Fill in Missing Cyclical Data using STL and Cross Validation



A problem that I frequently run across is missing data. Sometimes we can safely ignore missing data and other times we have to drop the missing observations. Sometimes we may aim to estimate the values of the missing data using interpolation methods. Interpolation is a great method of not losing data, but to use it you have to be fairly careful about your assumptions. If you can make the "missing at random" (MaR) assumption, then you may have a lot of leeway to salvage your missing data.


I do a lot of work with environmental datasets, so many times my data have a strong cyclical component. One way to interpolate missing values in cyclical data is to use the "STLplus" package in R. STL decomposition or Seasonal Trend Loess is a method that splits your data into two major components, a seasonal component and a trend component. STL then performs the local-linear loess regression on both components to estimate changes in the trend and seasonality over time. The method is very flexible, allowing you to choose the degree of the polynomial estimating the regression on both components, and produces convincing results (Cleveland et al., 1990).


STL has had a couple of implementations in R, including the fantastic STLplus written by Ryan Hafen. The package that primarily has aimed to better handle the treatment of missing data. On top of this package I have written a few functions (STLinterp) to properly cross validate the procedure, which I demonstrate here.


To begin to show how to use the STL method, we can have a look at a real problem I had. In a dataset I have many different time series of observation wells across India. These observation wells are very important to understand how water scarcity has changed over time, but the data quality is sometimes not the best, with occasional periods of missingness. The data show strong seasonality from the yearly monsoon. For an example here, I've chosen the time series for one district, Araria, a district in the state of Bihar in Northern India.

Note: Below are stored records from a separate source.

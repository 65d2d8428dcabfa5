//! Client-to-server protocol messages and the connect configuration.

use serde::{Deserialize, Serialize};
use serde_json::{json, Map, Value};
use strum::{Display, EnumString};

use super::content::{Blob, Content, FunctionResponse};
use crate::error::{LiveError, Result};

/// One outbound message, externally tagged on the wire
/// (`{"clientContent": {...}}`).
#[derive(Debug, Clone, PartialEq, Serialize, Deserialize)]
#[serde(rename_all = "camelCase")]
pub enum LiveClientMessage {
    Setup(LiveClientSetup),
    ClientContent(LiveClientContent),
    RealtimeInput(LiveClientRealtimeInput),
    ToolResponse(LiveClientToolResponse),
}

/// First message on a fresh connection.
#[derive(Debug, Clone, PartialEq, Serialize, Deserialize)]
pub struct LiveClientSetup {
    pub model: String,
    #[serde(flatten)]
    pub config: LiveConnectConfig,
}

#[derive(Debug, Clone, PartialEq, Serialize, Deserialize)]
#[serde(rename_all = "camelCase")]
pub struct LiveClientContent {
    pub turns: Vec<Content>,
    pub turn_complete: bool,
}

#[derive(Debug, Clone, PartialEq, Serialize, Deserialize)]
#[serde(rename_all = "camelCase")]
pub struct LiveClientRealtimeInput {
    pub media_chunks: Vec<Blob>,
}

/// Answers to one or more tool calls.
#[derive(Debug, Clone, Default, PartialEq, Serialize, Deserialize)]
#[serde(rename_all = "camelCase")]
pub struct LiveClientToolResponse {
    #[serde(default)]
    pub function_responses: Vec<FunctionResponse>,
}

impl LiveClientToolResponse {
    pub fn new(function_responses: Vec<FunctionResponse>) -> Self {
        Self { function_responses }
    }
}

/// Output modality requested from the model.
#[derive(Debug, Clone, Copy, PartialEq, Eq, Serialize, Deserialize, Display, EnumString)]
#[serde(rename_all = "UPPERCASE")]
#[strum(serialize_all = "UPPERCASE")]
pub enum Modality {
    Text,
    Audio,
    Image,
}

/// Session configuration, passed through to the setup message verbatim.
///
/// Keys are setup fields in wire shape (`generationConfig`,
/// `systemInstruction`, `tools`, ...). The session client never inspects
/// them; the helpers below only write well-known keys.
#[derive(Debug, Clone, Default, PartialEq, Serialize, Deserialize)]
#[serde(transparent)]
pub struct LiveConnectConfig(Map<String, Value>);

impl LiveConnectConfig {
    pub fn new() -> Self {
        Self::default()
    }

    /// Wrap an arbitrary JSON object.
    pub fn from_value(value: Value) -> Result<Self> {
        match value {
            Value::Object(map) => Ok(Self(map)),
            other => Err(LiveError::InvalidArgument(format!(
                "connect config must be a JSON object, got {other}"
            ))),
        }
    }

    pub fn get(&self, key: &str) -> Option<&Value> {
        self.0.get(key)
    }

    pub fn insert(&mut self, key: impl Into<String>, value: Value) -> Option<Value> {
        self.0.insert(key.into(), value)
    }

    pub fn as_map(&self) -> &Map<String, Value> {
        &self.0
    }

    pub fn is_empty(&self) -> bool {
        self.0.is_empty()
    }

    pub fn with(mut self, key: impl Into<String>, value: Value) -> Self {
        self.insert(key, value);
        self
    }

    pub fn with_response_modalities(mut self, modalities: &[Modality]) -> Self {
        self.set_generation_config("responseModalities", json!(modalities));
        self
    }

    pub fn with_voice(mut self, voice_name: impl Into<String>) -> Self {
        self.set_generation_config(
            "speechConfig",
            json!({"voiceConfig": {"prebuiltVoiceConfig": {"voiceName": voice_name.into()}}}),
        );
        self
    }

    pub fn with_system_instruction(self, text: impl Into<String>) -> Self {
        self.with("systemInstruction", json!({"parts": [{"text": text.into()}]}))
    }

    /// Set the `tools` array (function declarations, search, ...).
    pub fn with_tools(self, tools: Value) -> Self {
        self.with("tools", tools)
    }

    fn set_generation_config(&mut self, key: &str, value: Value) {
        let mut generation = match self.0.remove("generationConfig") {
            Some(Value::Object(map)) => map,
            _ => Map::new(),
        };
        generation.insert(key.to_string(), value);
        self.0.insert("generationConfig".into(), Value::Object(generation));
    }
}

#[cfg(test)]
mod tests {
    use super::*;
    use crate::types::Part;
    use pretty_assertions::assert_eq;

    #[test]
    fn setup_flattens_config_next_to_model() {
        let config = LiveConnectConfig::new()
            .with_response_modalities(&[Modality::Audio])
            .with_voice("Puck")
            .with_system_instruction("be brief");
        let message = LiveClientMessage::Setup(LiveClientSetup {
            model: "models/gemini-2.0-flash-exp".into(),
            config,
        });

        assert_eq!(
            serde_json::to_value(&message).unwrap(),
            json!({
                "setup": {
                    "model": "models/gemini-2.0-flash-exp",
                    "generationConfig": {
                        "responseModalities": ["AUDIO"],
                        "speechConfig": {"voiceConfig": {"prebuiltVoiceConfig": {"voiceName": "Puck"}}}
                    },
                    "systemInstruction": {"parts": [{"text": "be brief"}]}
                }
            })
        );
    }

    #[test]
    fn client_content_wire_shape() {
        let message = LiveClientMessage::ClientContent(LiveClientContent {
            turns: vec![Content::user(vec![Part::text("hi")])],
            turn_complete: true,
        });
        assert_eq!(
            serde_json::to_value(&message).unwrap(),
            json!({"clientContent": {"turns": [{"role": "user", "parts": [{"text": "hi"}]}], "turnComplete": true}})
        );
    }

    #[test]
    fn from_value_rejects_non_objects() {
        assert!(LiveConnectConfig::from_value(json!([1, 2])).is_err());
        let config = LiveConnectConfig::from_value(json!({"tools": []})).unwrap();
        assert_eq!(config.get("tools"), Some(&json!([])));
    }

    #[test]
    fn modality_string_forms_match_wire() {
        assert_eq!(Modality::Audio.to_string(), "AUDIO");
        assert_eq!("TEXT".parse::<Modality>().unwrap(), Modality::Text);
    }
}
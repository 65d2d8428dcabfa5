//! Server-to-client protocol messages.

use serde::{Deserialize, Serialize};
use serde_json::{Map, Value};

use super::content::{Content, FunctionCall};

/// One inbound message; at most one of the typed fields is expected.
///
/// Fields this crate does not dispatch on (`usageMetadata`, `goAway`,
/// `sessionResumptionUpdate`, ...) are kept in `extra`.
#[derive(Debug, Clone, Default, PartialEq, Serialize, Deserialize)]
#[serde(rename_all = "camelCase")]
pub struct LiveServerMessage {
    #[serde(default, skip_serializing_if = "Option::is_none")]
    pub setup_complete: Option<Value>,
    #[serde(default, skip_serializing_if = "Option::is_none")]
    pub tool_call: Option<LiveServerToolCall>,
    #[serde(default, skip_serializing_if = "Option::is_none")]
    pub tool_call_cancellation: Option<LiveServerToolCallCancellation>,
    #[serde(default, skip_serializing_if = "Option::is_none")]
    pub server_content: Option<LiveServerContent>,
    #[serde(flatten)]
    pub extra: Map<String, Value>,
}

impl LiveServerMessage {
    /// A `setupComplete` acknowledgement.
    pub fn setup_complete() -> Self {
        Self {
            setup_complete: Some(Value::Object(Map::new())),
            ..Default::default()
        }
    }

    pub fn tool_call(tool_call: LiveServerToolCall) -> Self {
        Self {
            tool_call: Some(tool_call),
            ..Default::default()
        }
    }

    pub fn tool_call_cancellation(cancellation: LiveServerToolCallCancellation) -> Self {
        Self {
            tool_call_cancellation: Some(cancellation),
            ..Default::default()
        }
    }

    pub fn server_content(content: LiveServerContent) -> Self {
        Self {
            server_content: Some(content),
            ..Default::default()
        }
    }
}

/// Incremental model output or turn-state flags.
#[derive(Debug, Clone, Default, PartialEq, Serialize, Deserialize)]
#[serde(rename_all = "camelCase")]
pub struct LiveServerContent {
    #[serde(default, skip_serializing_if = "Option::is_none")]
    pub model_turn: Option<Content>,
    #[serde(default, skip_serializing_if = "Option::is_none")]
    pub turn_complete: Option<bool>,
    #[serde(default, skip_serializing_if = "Option::is_none")]
    pub interrupted: Option<bool>,
    #[serde(default, skip_serializing_if = "Option::is_none")]
    pub generation_complete: Option<bool>,
    #[serde(flatten)]
    pub extra: Map<String, Value>,
}

impl LiveServerContent {
    /// Whether the `interrupted` key was sent, whatever its value.
    pub fn is_interrupted(&self) -> bool {
        self.interrupted.is_some()
    }

    /// Whether the `turnComplete` key was sent, whatever its value.
    pub fn is_turn_complete(&self) -> bool {
        self.turn_complete.is_some()
    }
}

/// Function calls the client is expected to answer.
#[derive(Debug, Clone, Default, PartialEq, Serialize, Deserialize)]
#[serde(rename_all = "camelCase")]
pub struct LiveServerToolCall {
    #[serde(default)]
    pub function_calls: Vec<FunctionCall>,
}

/// Ids of previously issued calls that should not be answered.
#[derive(Debug, Clone, Default, PartialEq, Eq, Serialize, Deserialize)]
#[serde(rename_all = "camelCase")]
pub struct LiveServerToolCallCancellation {
    #[serde(default)]
    pub ids: Vec<String>,
}

/// A model-turn carrying only the non-audio parts of a server message.
#[derive(Debug, Clone, Default, PartialEq, Serialize, Deserialize)]
#[serde(rename_all = "camelCase")]
pub struct ModelTurnContent {
    pub model_turn: Content,
}

#[cfg(test)]
mod tests {
    use super::*;
    use pretty_assertions::assert_eq;
    use serde_json::json;

    #[test]
    fn parses_tool_call_message() {
        let message: LiveServerMessage = serde_json::from_value(json!({
            "toolCall": {"functionCalls": [{"id": "c1", "name": "lookup", "args": {"q": "x"}}]}
        }))
        .unwrap();
        let call = message.tool_call.unwrap();
        assert_eq!(call.function_calls[0].id.as_deref(), Some("c1"));
        assert_eq!(call.function_calls[0].args, json!({"q": "x"}));
    }

    #[test]
    fn setup_complete_is_an_empty_object_on_the_wire() {
        let message: LiveServerMessage =
            serde_json::from_value(json!({"setupComplete": {}})).unwrap();
        assert!(message.setup_complete.is_some());
        assert_eq!(
            serde_json::to_value(LiveServerMessage::setup_complete()).unwrap(),
            json!({"setupComplete": {}})
        );
    }

    #[test]
    fn unknown_top_level_fields_land_in_extra() {
        let message: LiveServerMessage =
            serde_json::from_value(json!({"goAway": {"timeLeft": "5s"}})).unwrap();
        assert!(message.server_content.is_none());
        assert!(message.extra.contains_key("goAway"));
    }

    #[test]
    fn flags_count_as_set_when_present() {
        let content: LiveServerContent =
            serde_json::from_value(json!({"interrupted": false, "turnComplete": true})).unwrap();
        assert!(content.is_interrupted());
        assert!(content.is_turn_complete());

        let content: LiveServerContent =
            serde_json::from_value(json!({"modelTurn": {"parts": []}})).unwrap();
        assert!(!content.is_interrupted());
        assert!(!content.is_turn_complete());
    }
}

pacman:::p_load(tidyverse,dplyr,devtools,stlplus)

araria <- read_csv("araria.csv")
araria %>% head()
#> # A tibble: 6 x 3
#>   state.dist     time med.welldepth
#>   <chr>         <dbl>         <dbl>
#> 1 Bihar, Araria     9         -2.58
#> 2 Bihar, Araria    10         -2.86
#> 3 Bihar, Araria    11         -1.44
#> 4 Bihar, Araria    12         -1.51
#> 5 Bihar, Araria    13         -4.23
#> 6 Bihar, Araria    14         -4.92

If we plot the data, we can see there are gaps in the data. The gaps appear to be randomly distributed, which provides evidence to satisfy our MaR assumption

araria %>% ggplot(aes(time,med.welldepth))+
  geom_line(size=.75,color ="steelblue")+
  geom_point(size=2,shape=1,color="steelblue")+
  labs(title="Well Depth in Araria, Bihar", x= "Season", y="Median Well Depth")+
  theme_classic()






We can then use the basic functionality of STLplus to estimate the missing values. This function requires a series of parameters that modify the underlying loess regressions. These parameters are things such as degree of the polynomial used in loess, the bandwidth or window chosen for the local linear regression and more. These parameters have non-trivial implications on the resulting STL decomposition, and can be hard to know in advance.

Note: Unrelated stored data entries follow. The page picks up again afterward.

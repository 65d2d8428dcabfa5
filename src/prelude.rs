//! Convenience re-exports for common use.

pub use crate::config::ClientOptions;
pub use crate::error::{LiveError, Result};
pub use crate::live::{
    ConnectionStatus, EventKind, LiveApi, LiveClient, LiveEvent, LiveTransport,
};
pub use crate::types::{
    Blob, Content, FunctionResponse, LiveClientToolResponse, LiveConnectConfig, Modality, Part,
};
impl LiveClient {
    /// Client over `transport`, initially disconnected.
    pub fn new(transport: impl LiveTransport + 'static) -> Self {
        Self::with_transport(Arc::new(transport))
    }

    /// Like [`LiveClient::new`] for an already shared transport.
    pub fn with_transport(transport: Arc<dyn LiveTransport>) -> Self {
        Self {
            inner: Arc::new(ClientInner {
                transport,
                state: Mutex::new(ConnectionState::Disconnected),
                params: Mutex::new(SessionParams::default()),
                attempts: AtomicU64::new(0),
                events: EventBus::new(),
            }),
        }
    }

    /// Client backed by the websocket transport.
    #[cfg(feature = "websocket")]
    pub fn from_options(options: crate::config::ClientOptions) -> Self {
        Self::new(super::websocket::WebSocketTransport::new(options))
    }

    /// Current connection state.
    pub fn status(&self) -> ConnectionStatus {
        self.inner.state().status()
    }

    /// Whether a session is established.
    pub fn is_connected(&self) -> bool {
        self.status() == ConnectionStatus::Connected
    }

    /// Model of the most recent connect attempt.
    pub fn model(&self) -> Option<String> {
        self.inner.params().model.clone()
    }

    /// Config of the most recent connect attempt.
    pub fn config(&self) -> Option<LiveConnectConfig> {
        self.inner.params().config.clone()
    }

    /// Subscriber table for this client's events.
    pub fn events(&self) -> &EventBus {
        &self.inner.events
    }

    /// Open a connection for `model`.
    ///
    /// Returns `Ok(false)` without side effects when already connecting or
    /// connected, and `Ok(false)` after emitting an error event when the
    /// transport fails. Only an empty model is reported as `Err`.
    pub async fn connect(
        &self,
        model: impl Into<String>,
        config: LiveConnectConfig,
    ) -> Result<bool> {
        let model = model.into();
        if model.trim().is_empty() {
            return Err(LiveError::InvalidArgument("model must not be empty".into()));
        }

        let attempt = {
            let mut state = self.inner.state();
            if !matches!(*state, ConnectionState::Disconnected) {
                info!(status = %state.status(), "already connected or connecting");
                return Ok(false);
            }
            let attempt = self.inner.attempts.fetch_add(1, Ordering::Relaxed) + 1;
            *state = ConnectionState::Connecting {
                attempt,
                opened: false,
            };
            *self.inner.params() = SessionParams {
                model: Some(model.clone()),
                config: Some(config.clone()),
            };
            attempt
        };

        info!(%model, attempt, "connecting to live api");
        let callbacks = callbacks_for(Arc::downgrade(&self.inner), attempt);
        let outcome = self
            .inner
            .transport
            .connect(&model, &config, callbacks)
            .await;

        match outcome {
            Ok(session) => {
                let session: Arc<dyn LiveSession> = Arc::from(session);
                {
                    let mut state = self.inner.state();
                    if matches!(*state, ConnectionState::Connecting { attempt: a, .. } if a == attempt)
                    {
                        *state = ConnectionState::Connected {
                            attempt,
                            session: Arc::clone(&session),
                        };
                        info!(attempt, "live connection established");
                        return Ok(true);
                    }
                }
                debug!(attempt, "connect attempt was abandoned; closing its session");
                session.close();
                Ok(false)
            }
            Err(err) => {
                let Some(previous) = self.inner.end(Some(attempt)) else {
                    debug!(attempt, error = %err, "abandoned connect attempt failed");
                    return Ok(false);
                };
                error!(error = %err, "error connecting to live api");
                let message = format!("Connection failed: {err}");
                self.inner.events.emit(LiveEvent::Error(ErrorEvent::new(
                    ErrorOrigin::Connect,
                    message.clone(),
                )));
                // An attempt that already reported `open` must also report `close`.
                if matches!(previous, ConnectionState::Connecting { opened: true, .. }) {
                    self.inner.emit_server_close(CloseEvent::new(None, message));
                }
                Ok(false)
            }
        }
    }

    /// Close the connection, or abandon an in-flight connect attempt.
    ///
    /// Returns `false` when there was nothing to disconnect.
    pub fn disconnect(&self) -> bool {
        let Some(previous) = self.inner.end(None) else {
            debug!("disconnect requested while already disconnected");
            return false;
        };
        if let ConnectionState::Connected { session, .. } = previous {
            session.close();
        }
        info!("disconnected from live api");
        self.inner.log("client.close", "Disconnected");
        self.inner
            .events
            .emit(LiveEvent::Close(CloseEvent::new(None, "client disconnect")));
        true
    }

    fn session(&self) -> Option<Arc<dyn LiveSession>> {
        match &*self.inner.state() {
            ConnectionState::Connected { session, .. } => Some(Arc::clone(session)),
            _ => None,
        }
    }

    /// Forward base64 media chunks (`audio/pcm`, `image/jpeg`, ...) one by one.
    ///
    /// A no-op when not connected.
    pub fn send_realtime_input(&self, chunks: impl IntoIterator<Item = Blob>) {
        let Some(session) = self.session() else {
            return;
        };
        let mut has_audio = false;
        let mut has_video = false;
        for chunk in chunks {
            if !(has_audio && has_video) {
                has_audio |= chunk.mime_type.contains("audio");
                has_video |= chunk.mime_type.contains("image");
            }
            if let Err(err) = session.send_realtime_input(chunk) {
                warn!(error = %err, "failed to forward realtime input");
            }
        }
        self.inner.log(
            "client.realtimeInput",
            realtime_input_label(has_audio, has_video),
        );
    }

    /// Answer tool calls. Responses without any function results are dropped.
    pub fn send_tool_response(&self, response: LiveClientToolResponse) {
        if response.function_responses.is_empty() {
            return;
        }
        let Some(session) = self.session() else {
            return;
        };
        let payload = LogMessage::payload(&response);
        if let Err(err) = session.send_tool_response(response.function_responses) {
            warn!(error = %err, "failed to forward tool response");
        }
        self.inner.log("client.toolResponse", payload);
    }

    /// Send user content parts as one client turn.
    pub fn send(&self, parts: Vec<Part>, turn_complete: bool) {
        let Some(session) = self.session() else {
            return;
        };
        let content = LiveClientContent {
            turns: vec![Content::user(parts)],
            turn_complete,
        };
        let payload = LogMessage::payload(&content);
        if let Err(err) = session.send_client_content(content.turns, content.turn_complete) {
            warn!(error = %err, "failed to forward client content");
        }
        self.inner.log("client.send", payload);
    }

    /// Send a single text part and complete the turn.
    pub fn send_text(&self, text: impl Into<String>) {
        self.send(vec![Part::text(text)], true);
    }
}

#example how to use STL plus to fill in missing values
araria_ts <- ts(araria$med.welldepth, frequency=4)

# which na?
missing_indicies<- which(is.na(araria_ts))

#perform stl, reconstruct missing
stlobj <- stlplus(araria_ts, s.window=4, s.degree=2, t.window=4,
                  t.degree=2,fc.window=4)

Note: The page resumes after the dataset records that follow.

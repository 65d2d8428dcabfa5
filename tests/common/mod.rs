//! Shared test helpers: a recording transport and an event recorder.
#![allow(dead_code)]

use std::sync::{Arc, Mutex};

use async_trait::async_trait;
use strum::IntoEnumIterator;
use tokio::sync::Notify;

use genai_live::error::{LiveError, Result};
use genai_live::live::{
    EventBus, EventKind, LiveCallbacks, LiveEvent, LiveSession, LiveTransport,
};
use genai_live::types::{
    Blob, Content, FunctionResponse, LiveConnectConfig, StreamingLog,
};

/// One call observed on a mock session.
#[derive(Debug, Clone, PartialEq)]
pub enum SentUnit {
    RealtimeInput(Blob),
    ToolResponse(Vec<FunctionResponse>),
    ClientContent {
        turns: Vec<Content>,
        turn_complete: bool,
    },
    Close,
}

#[derive(Default)]
struct MockState {
    connects: Vec<(String, LiveConnectConfig)>,
    callbacks: Vec<LiveCallbacks>,
    sent: Vec<(usize, SentUnit)>,
    fail_next: Option<Failure>,
}

struct Failure {
    message: String,
    after_open: bool,
}

/// A transport that records every connect and every call on its sessions.
#[derive(Clone)]
pub struct MockTransport {
    state: Arc<Mutex<MockState>>,
    gate: Option<Arc<Notify>>,
    open_on_connect: bool,
}

impl MockTransport {
    pub fn new() -> Self {
        Self {
            state: Arc::new(Mutex::new(MockState::default())),
            gate: None,
            open_on_connect: true,
        }
    }

    /// Connect attempts stay pending until `gate` is notified.
    pub fn gated(gate: Arc<Notify>) -> Self {
        Self {
            gate: Some(gate),
            ..Self::new()
        }
    }

    pub fn fail_next_connect(&self, message: &str) {
        self.state.lock().unwrap().fail_next = Some(Failure {
            message: message.to_string(),
            after_open: false,
        });
    }

    /// The next connect reports `open` and then fails, like a setup
    /// frame that cannot be written after the handshake.
    pub fn open_then_fail_next_connect(&self, message: &str) {
        self.state.lock().unwrap().fail_next = Some(Failure {
            message: message.to_string(),
            after_open: true,
        });
    }

    pub fn connect_count(&self) -> usize {
        self.state.lock().unwrap().connects.len()
    }

    pub fn connects(&self) -> Vec<(String, LiveConnectConfig)> {
        self.state.lock().unwrap().connects.clone()
    }

    /// Callbacks handed to the `index`-th connect call.
    pub fn callbacks(&self, index: usize) -> LiveCallbacks {
        self.state.lock().unwrap().callbacks[index].clone()
    }

    pub fn last_callbacks(&self) -> LiveCallbacks {
        let state = self.state.lock().unwrap();
        state.callbacks.last().cloned().expect("no connect attempt yet")
    }

    /// Every unit sent on any session, in order.
    pub fn sent(&self) -> Vec<SentUnit> {
        self.state
            .lock()
            .unwrap()
            .sent
            .iter()
            .map(|(_, unit)| unit.clone())
            .collect()
    }

    /// Units sent on the `index`-th session.
    pub fn sent_on(&self, index: usize) -> Vec<SentUnit> {
        self.state
            .lock()
            .unwrap()
            .sent
            .iter()
            .filter(|(session, _)| *session == index)
            .map(|(_, unit)| unit.clone())
            .collect()
    }

    pub fn close_count(&self) -> usize {
        self.sent()
            .iter()
            .filter(|unit| **unit == SentUnit::Close)
            .count()
    }
}

#[async_trait]
impl LiveTransport for MockTransport {
    async fn connect(
        &self,
        model: &str,
        config: &LiveConnectConfig,
        callbacks: LiveCallbacks,
    ) -> Result<Box<dyn LiveSession>> {
        let index = {
            let mut state = self.state.lock().unwrap();
            state.connects.push((model.to_string(), config.clone()));
            state.callbacks.push(callbacks.clone());
            state.connects.len() - 1
        };

        if let Some(gate) = &self.gate {
            gate.notified().await;
        }

        let failure = self.state.lock().unwrap().fail_next.take();
        if let Some(failure) = failure {
            if failure.after_open {
                callbacks.open();
                return Err(LiveError::Transport(failure.message));
            }
            return Err(LiveError::Connection(failure.message));
        }
        if self.open_on_connect {
            callbacks.open();
        }
        Ok(Box::new(MockSession {
            index,
            state: Arc::clone(&self.state),
        }))
    }
}

struct MockSession {
    index: usize,
    state: Arc<Mutex<MockState>>,
}

impl MockSession {
    fn record(&self, unit: SentUnit) -> Result<()> {
        self.state.lock().unwrap().sent.push((self.index, unit));
        Ok(())
    }
}

impl LiveSession for MockSession {
    fn close(&self) {
        let _ = self.record(SentUnit::Close);
    }

    fn send_realtime_input(&self, media: Blob) -> Result<()> {
        self.record(SentUnit::RealtimeInput(media))
    }

    fn send_tool_response(&self, function_responses: Vec<FunctionResponse>) -> Result<()> {
        self.record(SentUnit::ToolResponse(function_responses))
    }

    fn send_client_content(&self, turns: Vec<Content>, turn_complete: bool) -> Result<()> {
        self.record(SentUnit::ClientContent {
            turns,
            turn_complete,
        })
    }
}

/// Collects every event published on a bus.
#[derive(Clone, Default)]
pub struct Recorder {
    events: Arc<Mutex<Vec<LiveEvent>>>,
}

impl Recorder {
    pub fn attach(bus: &EventBus) -> Self {
        let recorder = Self::default();
        for kind in EventKind::iter() {
            let events = Arc::clone(&recorder.events);
            bus.on(kind, move |event| events.lock().unwrap().push(event.clone()));
        }
        recorder
    }

    pub fn events(&self) -> Vec<LiveEvent> {
        self.events.lock().unwrap().clone()
    }

    /// Events other than `log` entries.
    pub fn protocol_events(&self) -> Vec<LiveEvent> {
        self.events()
            .into_iter()
            .filter(|event| event.kind() != EventKind::Log)
            .collect()
    }

    pub fn kinds(&self) -> Vec<EventKind> {
        self.protocol_events().iter().map(LiveEvent::kind).collect()
    }

    pub fn logs(&self) -> Vec<StreamingLog> {
        self.events()
            .into_iter()
            .filter_map(|event| match event {
                LiveEvent::Log(log) => Some(log),
                _ => None,
            })
            .collect()
    }

    pub fn clear(&self) {
        self.events.lock().unwrap().clear();
    }
}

reconstruct <- seasonal(stlobj) + trend(stlobj)

#replace NAs in the dataset with interpolated values
araria_reconstructed <- araria %>%  
  mutate(med.welldepth =replace(med.welldepth,
          is.na(med.welldepth), reconstruct[missing_indicies]))

STLplus provides an opportunity to see the underlying seasonal and trend components that are estimated. This could be potentially of interest if, for example, you are only interested in seeing how the trend differs over time.


#plot seasonal and trend components
araria$season_stl <- seasonal(stlobj)
araria$trend_stl <- trend(stlobj)

araria_long <- araria %>% pivot_longer(cols=ends_with("stl"), "component")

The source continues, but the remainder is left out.